MATERIAL FOR THIS TASK: Begin

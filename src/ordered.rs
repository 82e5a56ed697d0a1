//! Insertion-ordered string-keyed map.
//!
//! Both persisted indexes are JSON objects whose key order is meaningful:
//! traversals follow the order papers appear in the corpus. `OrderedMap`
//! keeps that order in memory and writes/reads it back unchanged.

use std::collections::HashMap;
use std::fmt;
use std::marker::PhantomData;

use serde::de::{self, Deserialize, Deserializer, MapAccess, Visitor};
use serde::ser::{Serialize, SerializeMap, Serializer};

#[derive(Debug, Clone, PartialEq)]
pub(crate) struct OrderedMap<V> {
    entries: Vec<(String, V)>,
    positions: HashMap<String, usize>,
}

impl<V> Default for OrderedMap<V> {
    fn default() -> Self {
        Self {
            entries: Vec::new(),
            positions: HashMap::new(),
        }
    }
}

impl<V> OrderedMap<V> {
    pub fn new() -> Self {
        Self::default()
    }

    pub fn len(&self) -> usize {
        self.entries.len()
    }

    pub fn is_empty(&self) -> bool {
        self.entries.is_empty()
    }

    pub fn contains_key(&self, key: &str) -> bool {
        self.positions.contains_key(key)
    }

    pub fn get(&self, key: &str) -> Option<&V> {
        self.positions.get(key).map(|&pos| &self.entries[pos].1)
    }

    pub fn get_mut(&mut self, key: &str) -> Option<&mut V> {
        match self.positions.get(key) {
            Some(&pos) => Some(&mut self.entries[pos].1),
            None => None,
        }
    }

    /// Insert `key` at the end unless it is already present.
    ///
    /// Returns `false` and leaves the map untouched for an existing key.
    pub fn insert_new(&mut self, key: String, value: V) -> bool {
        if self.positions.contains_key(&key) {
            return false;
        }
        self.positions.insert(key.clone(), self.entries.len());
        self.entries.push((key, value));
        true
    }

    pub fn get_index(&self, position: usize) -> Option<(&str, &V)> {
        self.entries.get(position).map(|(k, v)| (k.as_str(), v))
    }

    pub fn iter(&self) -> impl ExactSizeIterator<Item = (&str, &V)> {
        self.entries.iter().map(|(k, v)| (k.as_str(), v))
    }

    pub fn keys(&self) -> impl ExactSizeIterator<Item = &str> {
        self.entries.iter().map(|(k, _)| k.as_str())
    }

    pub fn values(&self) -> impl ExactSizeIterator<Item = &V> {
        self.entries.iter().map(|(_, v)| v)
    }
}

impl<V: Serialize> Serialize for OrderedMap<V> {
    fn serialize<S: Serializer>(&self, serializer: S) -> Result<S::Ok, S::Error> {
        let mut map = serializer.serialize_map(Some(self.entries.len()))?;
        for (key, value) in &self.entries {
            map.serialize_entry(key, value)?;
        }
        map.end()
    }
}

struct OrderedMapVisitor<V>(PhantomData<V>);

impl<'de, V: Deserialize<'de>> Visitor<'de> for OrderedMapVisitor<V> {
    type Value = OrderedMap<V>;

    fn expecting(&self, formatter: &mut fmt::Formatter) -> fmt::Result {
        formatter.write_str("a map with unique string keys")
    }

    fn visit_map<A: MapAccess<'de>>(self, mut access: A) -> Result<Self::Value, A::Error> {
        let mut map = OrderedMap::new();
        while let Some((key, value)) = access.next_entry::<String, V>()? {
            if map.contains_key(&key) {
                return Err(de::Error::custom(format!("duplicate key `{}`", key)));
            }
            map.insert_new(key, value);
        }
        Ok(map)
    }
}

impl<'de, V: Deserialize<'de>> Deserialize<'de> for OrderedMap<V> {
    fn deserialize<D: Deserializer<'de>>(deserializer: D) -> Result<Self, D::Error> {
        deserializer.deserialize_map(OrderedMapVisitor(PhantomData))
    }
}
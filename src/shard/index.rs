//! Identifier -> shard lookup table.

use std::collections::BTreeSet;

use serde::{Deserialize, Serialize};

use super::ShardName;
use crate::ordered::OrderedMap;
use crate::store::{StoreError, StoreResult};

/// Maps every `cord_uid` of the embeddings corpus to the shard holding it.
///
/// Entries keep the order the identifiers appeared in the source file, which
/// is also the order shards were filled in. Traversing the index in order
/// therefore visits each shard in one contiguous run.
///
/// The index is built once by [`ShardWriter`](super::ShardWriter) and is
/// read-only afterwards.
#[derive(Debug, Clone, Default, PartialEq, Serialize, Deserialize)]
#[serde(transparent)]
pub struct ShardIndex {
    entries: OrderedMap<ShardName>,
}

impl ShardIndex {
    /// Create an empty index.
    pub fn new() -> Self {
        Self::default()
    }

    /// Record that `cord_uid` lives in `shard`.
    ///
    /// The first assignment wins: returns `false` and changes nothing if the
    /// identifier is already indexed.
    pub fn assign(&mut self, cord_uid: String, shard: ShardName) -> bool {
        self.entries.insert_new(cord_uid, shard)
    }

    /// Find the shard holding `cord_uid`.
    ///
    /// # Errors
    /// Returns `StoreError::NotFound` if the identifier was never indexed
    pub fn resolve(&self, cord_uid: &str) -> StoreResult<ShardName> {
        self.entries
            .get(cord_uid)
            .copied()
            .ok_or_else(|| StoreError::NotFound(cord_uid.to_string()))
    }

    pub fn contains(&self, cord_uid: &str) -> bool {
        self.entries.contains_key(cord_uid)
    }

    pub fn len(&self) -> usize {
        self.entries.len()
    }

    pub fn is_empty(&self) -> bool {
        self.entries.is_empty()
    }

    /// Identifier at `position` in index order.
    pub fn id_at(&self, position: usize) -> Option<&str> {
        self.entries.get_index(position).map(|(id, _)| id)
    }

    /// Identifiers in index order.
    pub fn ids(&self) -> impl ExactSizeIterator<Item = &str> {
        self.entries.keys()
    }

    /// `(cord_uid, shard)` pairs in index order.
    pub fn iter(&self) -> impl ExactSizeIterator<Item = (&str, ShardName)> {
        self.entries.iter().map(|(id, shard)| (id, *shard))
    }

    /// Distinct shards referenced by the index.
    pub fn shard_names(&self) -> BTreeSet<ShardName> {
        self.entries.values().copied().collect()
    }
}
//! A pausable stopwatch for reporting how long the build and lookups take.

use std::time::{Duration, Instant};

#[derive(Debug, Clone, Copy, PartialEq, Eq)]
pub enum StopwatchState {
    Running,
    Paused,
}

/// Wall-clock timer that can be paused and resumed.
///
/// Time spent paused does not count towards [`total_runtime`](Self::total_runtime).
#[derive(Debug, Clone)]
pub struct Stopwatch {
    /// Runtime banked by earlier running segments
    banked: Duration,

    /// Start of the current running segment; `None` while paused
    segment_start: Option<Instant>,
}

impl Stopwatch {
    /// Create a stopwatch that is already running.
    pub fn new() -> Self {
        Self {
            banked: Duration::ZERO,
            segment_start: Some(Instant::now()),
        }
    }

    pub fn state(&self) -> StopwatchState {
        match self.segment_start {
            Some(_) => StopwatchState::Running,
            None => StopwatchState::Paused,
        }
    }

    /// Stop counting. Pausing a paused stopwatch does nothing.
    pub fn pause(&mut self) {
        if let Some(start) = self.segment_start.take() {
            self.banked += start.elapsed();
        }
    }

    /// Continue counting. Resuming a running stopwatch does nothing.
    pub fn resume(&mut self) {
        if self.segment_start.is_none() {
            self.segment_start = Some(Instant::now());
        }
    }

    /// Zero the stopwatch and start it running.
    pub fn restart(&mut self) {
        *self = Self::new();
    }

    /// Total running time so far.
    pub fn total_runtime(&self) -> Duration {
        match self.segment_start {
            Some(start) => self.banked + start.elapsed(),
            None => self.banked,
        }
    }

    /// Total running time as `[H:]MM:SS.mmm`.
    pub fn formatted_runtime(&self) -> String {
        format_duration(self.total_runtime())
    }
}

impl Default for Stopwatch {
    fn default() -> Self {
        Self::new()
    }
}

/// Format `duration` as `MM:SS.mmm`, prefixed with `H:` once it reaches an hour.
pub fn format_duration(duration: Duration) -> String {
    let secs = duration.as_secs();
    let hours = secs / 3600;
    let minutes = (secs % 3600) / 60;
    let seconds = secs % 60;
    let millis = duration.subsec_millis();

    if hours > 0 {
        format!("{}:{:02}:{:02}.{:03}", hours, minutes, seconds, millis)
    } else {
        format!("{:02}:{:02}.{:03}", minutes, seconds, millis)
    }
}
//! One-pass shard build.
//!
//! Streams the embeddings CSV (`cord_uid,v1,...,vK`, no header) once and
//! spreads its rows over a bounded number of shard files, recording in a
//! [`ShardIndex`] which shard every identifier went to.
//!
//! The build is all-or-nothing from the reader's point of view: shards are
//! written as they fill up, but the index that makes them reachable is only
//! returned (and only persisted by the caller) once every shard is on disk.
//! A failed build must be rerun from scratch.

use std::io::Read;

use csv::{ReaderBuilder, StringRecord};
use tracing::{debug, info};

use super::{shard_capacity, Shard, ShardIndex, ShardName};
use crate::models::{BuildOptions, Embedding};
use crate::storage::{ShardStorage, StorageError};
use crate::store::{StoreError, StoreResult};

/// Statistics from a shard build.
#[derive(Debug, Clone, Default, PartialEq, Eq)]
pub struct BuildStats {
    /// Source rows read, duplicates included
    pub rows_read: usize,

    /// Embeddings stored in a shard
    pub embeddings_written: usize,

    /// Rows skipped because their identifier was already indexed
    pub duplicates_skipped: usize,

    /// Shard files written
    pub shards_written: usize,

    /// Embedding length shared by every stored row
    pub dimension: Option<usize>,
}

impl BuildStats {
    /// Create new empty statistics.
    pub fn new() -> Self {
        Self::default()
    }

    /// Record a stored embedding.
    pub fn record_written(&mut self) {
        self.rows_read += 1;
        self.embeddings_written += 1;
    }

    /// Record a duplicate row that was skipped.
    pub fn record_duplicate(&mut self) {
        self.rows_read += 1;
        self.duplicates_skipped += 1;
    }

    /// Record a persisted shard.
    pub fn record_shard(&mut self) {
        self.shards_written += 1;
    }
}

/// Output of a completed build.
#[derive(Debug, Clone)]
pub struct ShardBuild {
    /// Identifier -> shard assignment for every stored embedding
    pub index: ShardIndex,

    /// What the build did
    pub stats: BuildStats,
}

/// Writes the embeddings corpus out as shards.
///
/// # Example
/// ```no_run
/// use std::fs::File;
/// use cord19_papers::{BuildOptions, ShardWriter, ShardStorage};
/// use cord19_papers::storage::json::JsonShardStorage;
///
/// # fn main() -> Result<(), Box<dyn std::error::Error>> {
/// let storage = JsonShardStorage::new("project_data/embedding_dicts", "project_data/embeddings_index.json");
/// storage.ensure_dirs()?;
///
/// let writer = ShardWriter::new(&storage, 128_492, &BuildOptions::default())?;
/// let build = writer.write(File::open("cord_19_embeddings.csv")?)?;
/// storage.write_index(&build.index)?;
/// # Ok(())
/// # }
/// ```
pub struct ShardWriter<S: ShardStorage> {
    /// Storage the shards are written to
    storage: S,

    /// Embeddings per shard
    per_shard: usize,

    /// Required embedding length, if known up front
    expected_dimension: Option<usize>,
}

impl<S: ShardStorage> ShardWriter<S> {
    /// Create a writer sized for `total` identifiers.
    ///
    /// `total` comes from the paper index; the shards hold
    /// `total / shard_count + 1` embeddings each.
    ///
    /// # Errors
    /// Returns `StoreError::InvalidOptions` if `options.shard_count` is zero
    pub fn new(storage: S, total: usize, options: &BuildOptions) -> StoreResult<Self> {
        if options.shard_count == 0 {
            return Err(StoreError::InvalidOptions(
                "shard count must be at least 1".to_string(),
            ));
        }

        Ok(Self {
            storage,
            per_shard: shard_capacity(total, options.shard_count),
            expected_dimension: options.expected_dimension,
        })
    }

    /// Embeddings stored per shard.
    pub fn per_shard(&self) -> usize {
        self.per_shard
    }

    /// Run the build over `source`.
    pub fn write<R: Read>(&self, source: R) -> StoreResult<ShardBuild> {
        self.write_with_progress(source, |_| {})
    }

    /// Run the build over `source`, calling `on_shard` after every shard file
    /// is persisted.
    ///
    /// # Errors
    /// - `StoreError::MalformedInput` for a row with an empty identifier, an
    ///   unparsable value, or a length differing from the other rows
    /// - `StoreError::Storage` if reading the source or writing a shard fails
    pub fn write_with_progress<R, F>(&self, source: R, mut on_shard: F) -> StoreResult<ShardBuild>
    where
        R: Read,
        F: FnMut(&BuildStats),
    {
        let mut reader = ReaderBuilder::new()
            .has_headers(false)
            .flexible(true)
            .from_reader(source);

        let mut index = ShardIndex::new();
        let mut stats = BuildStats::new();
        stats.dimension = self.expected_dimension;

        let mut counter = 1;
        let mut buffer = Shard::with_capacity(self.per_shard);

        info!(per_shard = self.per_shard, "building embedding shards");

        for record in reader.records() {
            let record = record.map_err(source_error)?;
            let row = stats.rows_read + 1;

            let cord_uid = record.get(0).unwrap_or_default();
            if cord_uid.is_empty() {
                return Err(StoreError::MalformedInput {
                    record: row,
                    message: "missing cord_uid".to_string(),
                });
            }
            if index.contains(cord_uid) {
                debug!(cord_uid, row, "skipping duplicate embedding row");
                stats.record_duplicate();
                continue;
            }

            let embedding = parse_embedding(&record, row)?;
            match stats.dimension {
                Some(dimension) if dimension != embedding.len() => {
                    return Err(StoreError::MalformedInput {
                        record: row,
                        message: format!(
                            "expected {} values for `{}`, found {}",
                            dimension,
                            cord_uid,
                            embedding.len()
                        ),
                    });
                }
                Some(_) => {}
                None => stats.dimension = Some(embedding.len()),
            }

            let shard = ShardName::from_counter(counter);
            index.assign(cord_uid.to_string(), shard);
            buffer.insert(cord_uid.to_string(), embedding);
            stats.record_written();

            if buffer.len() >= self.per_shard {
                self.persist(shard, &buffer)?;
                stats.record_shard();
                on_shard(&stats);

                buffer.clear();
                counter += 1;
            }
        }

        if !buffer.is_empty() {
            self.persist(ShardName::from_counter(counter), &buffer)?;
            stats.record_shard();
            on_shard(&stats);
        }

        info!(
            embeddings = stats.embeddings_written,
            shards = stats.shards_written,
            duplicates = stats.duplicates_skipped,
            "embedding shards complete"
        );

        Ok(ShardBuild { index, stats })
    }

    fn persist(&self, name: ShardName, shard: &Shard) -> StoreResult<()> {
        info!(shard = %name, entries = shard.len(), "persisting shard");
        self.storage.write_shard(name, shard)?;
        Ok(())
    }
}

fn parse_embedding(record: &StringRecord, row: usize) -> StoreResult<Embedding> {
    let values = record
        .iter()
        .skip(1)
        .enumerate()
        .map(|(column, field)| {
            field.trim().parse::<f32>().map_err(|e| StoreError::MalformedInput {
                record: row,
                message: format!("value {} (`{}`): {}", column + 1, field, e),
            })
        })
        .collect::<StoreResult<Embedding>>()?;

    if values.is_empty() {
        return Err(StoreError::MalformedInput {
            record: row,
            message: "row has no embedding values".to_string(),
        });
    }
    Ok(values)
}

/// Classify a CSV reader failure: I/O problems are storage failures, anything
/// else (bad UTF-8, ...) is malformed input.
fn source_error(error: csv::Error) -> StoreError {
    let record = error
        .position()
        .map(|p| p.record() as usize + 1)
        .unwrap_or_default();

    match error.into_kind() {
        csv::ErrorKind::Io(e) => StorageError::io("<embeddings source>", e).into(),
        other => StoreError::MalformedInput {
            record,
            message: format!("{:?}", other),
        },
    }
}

MATERIAL FOR THIS TASK: End

TASK OBJECTIVE. Among the lines above, which contain the word "once"? Copy every one.

ANSWER TO THIS EXERCISE.
/// The index is built once by [`ShardWriter`](super::ShardWriter) and is
/// Format `duration` as `MM:SS.mmm`, prefixed with `H:` once it reaches an hour.
//! Streams the embeddings CSV (`cord_uid,v1,...,vK`, no header) once and
//! returned (and only persisted by the caller) once every shard is on disk.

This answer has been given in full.